TTB Merkez Konseyi Başkanı Şebnem Korur Fincancı ise, demokrasi olmadan sağlığın olmayacağını belirterek, “Sağlık, yalnızca bedenimizin, yalnızca ruh durumumuzun, yalnızca sosyal iyilik halimiz değildir, aynı zamanda siyasi iyilik halidir. Bizler, kendimizi özgürce ifade edemediğimizde, tartışamadığımızda yaşananlar bizleri sağlıksızlığa mahkum etmektedir. Bunu hep birlikte salgın sürecinde gördük. Salgının başlamasıyla birlikte TTB olarak salgına dair şeffaflık talep ettiği her koşulda suçlulaştırılmaya, düşmanlaştırılmaya çalışıldı. Ardından gelen süreçte, haklarımız için mücadele ederken aylarca yollarda, forumla ve yürüyüşlerle hep bir araya gelerek yaptığımız eylemlerde, bu kez yeniden suçlulaştırma ve düşmanlaştırma davranışıyla karşı karşıya kaldık. Van bu konuda başı çekiyor ne yazık ki” diye konuştu.

‘TOPLUM BUNUN FARKINDA’

Van’da 6 yıldır Olağanüstü Hal (OHAL) uygulamaları olduğuna dikkati çeken Fincancı, “Bizim demokratik haklarımızı kullanmamız önünde engeller oluşturuluyor. Peki, kim kaybediyor. Kaybeden toplumdur. Toplum bunun farkındadır. Ne yazık ki bütün suçlulaştırma ve düşmanlaştırma girişimlerine rağmen toplumun bizim yanımızda olması daha da öfkelendiriyor yönetenleri. Çünkü, sağlıkla iktidara geldikleri süreçte ne yazık ki bizleri sağlıksızlığa mahkum ettiklerini bu salgın süreci hepimize gösterdi. Bu görünürlüğü, meslek odalarımız ve örgütlerimiz Türkiye’nin her yerinde toplumla paylaştı. Sağlığı toplumsallaştırmanın yolunu bulmak için tüm çabalarıyla ve mücadeleleriyle de bunu başardı. O yüzden her görevimizde bizi destekleyen topluma, teşekkürle bu eylemleri sürdürdük ve sürdürmeye devam edeceğiz” diye konuştu.

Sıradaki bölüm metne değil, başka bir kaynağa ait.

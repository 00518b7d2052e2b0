//! Constellation Provider
//!
//! Rectangular QAM point sets and the lookup used by the spectral allocator.
//! Padding symbols map to complex zero, so a constellation of size M behaves
//! as an extended table of M + 1 entries.

use crate::WaveformError;
use common::{complex_zero, gray_to_binary, is_power_of_two, largest_divisor_below_sqrt, Symbol};
use num_complex::Complex64;
use tracing::debug;

/// Default constellation size when none is configured
pub const DEFAULT_CONSTELLATION_SIZE: usize = 64;

/// Ordered set of complex constellation points
#[derive(Debug, Clone, PartialEq)]
pub struct Constellation {
    points: Vec<Complex64>,
}

impl Constellation {
    /// Wrap an explicit point list
    pub fn new(points: Vec<Complex64>) -> Result<Self, WaveformError> {
        if points.is_empty() {
            return Err(WaveformError::InvalidConstellation(
                "constellation must contain at least one point".to_string(),
            ));
        }
        if let Some(bad) = points.iter().find(|p| !p.re.is_finite() || !p.im.is_finite()) {
            return Err(WaveformError::InvalidConstellation(format!(
                "non-finite constellation point {}",
                bad
            )));
        }
        Ok(Self { points })
    }

    /// Default rectangular QAM mapping of size `m`
    pub fn qam(m: usize) -> Result<Self, WaveformError> {
        if m == 0 {
            return Err(WaveformError::InvalidConstellation(
                "constellation size must be positive".to_string(),
            ));
        }
        Self::new(qam_constellation(m))
    }

    /// Number of points (M)
    pub fn size(&self) -> usize {
        self.points.len()
    }

    /// All points in index order
    pub fn points(&self) -> &[Complex64] {
        &self.points
    }

    /// Complex value carried by a symbol, `None` for an index past M
    pub fn value(&self, symbol: Symbol) -> Option<Complex64> {
        match symbol {
            Symbol::Data(k) => self.points.get(k).copied(),
            Symbol::Pad => Some(complex_zero()),
        }
    }

    /// Check whether M is a power of two
    pub fn is_power_of_two(&self) -> bool {
        is_power_of_two(self.points.len())
    }
}

/// Build an `m`-point rectangular QAM constellation
///
/// Points sit on odd-integer levels. Index `k` selects column `k / rows` and
/// row `k % rows`, columns running left to right and rows top to bottom.
/// Each axis is Gray coded when its length is a power of two.
pub fn qam_constellation(m: usize) -> Vec<Complex64> {
    let rows = largest_divisor_below_sqrt(m);
    let cols = m / rows;
    debug!("QAM constellation: M={} as {}x{} grid", m, cols, rows);

    let axis_position = |bits: usize, len: usize| {
        if is_power_of_two(len) {
            gray_to_binary(bits)
        } else {
            bits
        }
    };

    (0..m)
        .map(|k| {
            let col = axis_position(k / rows, cols);
            let row = axis_position(k % rows, rows);
            let re = 2.0 * col as f64 - (cols as f64 - 1.0);
            let im = (rows as f64 - 1.0) - 2.0 * row as f64;
            Complex64::new(re, im)
        })
        .collect()
}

‘REDEDEREK BİR YERE VARAMAYIZ’

AKP’li Cumhurbaşkanı Recep Tayyip Erdoğan’ın “Haklarınızı veriyoruz, giderlerse gitsinler” sözlerini hatırlatan Fincancı, “Haklarımız için bir takım yasa teklifleri sundular; ama bizim önerilerimiz sunulduğunda Meclis’te kırmızıyla o metnin üzerine reddedildi diye yazıldı. Reddederek bir yere varamayız. Demokrasiyi yok sayarak bu ülkede insanca yaşamayı mümkün kılamayız. O yüzden demokrasiyi, barışı, insanca yaşayabilmek için birlikte yan yana mücadele etmeyi öncelemek zorundayız. Biz hekimler, halk sağlığının korumanın yolu, bizim sadece bedenimizi ve ruhumuzu korumaktan geçmediğini biliyoruz. İki gün önce Britanya Tıp Dergisi’nde bir makale yayınlandı. Makalede ‘hekimlerimizin moralini bozarsanız, toplumu sağlıksız bırakırsınız’ denildi. Sadece biz demiyoruz, dünyanın  her yerinde hekimler ve sağlık emekçileri bir arada aslında bu sağlıksızlığı dayatan sisteme karşı mücadele ediyor. Eninde sonunda biz kazanacağız. Çünkü, biz mücadeleden vazgeçmeyenleriz” diye konuştu.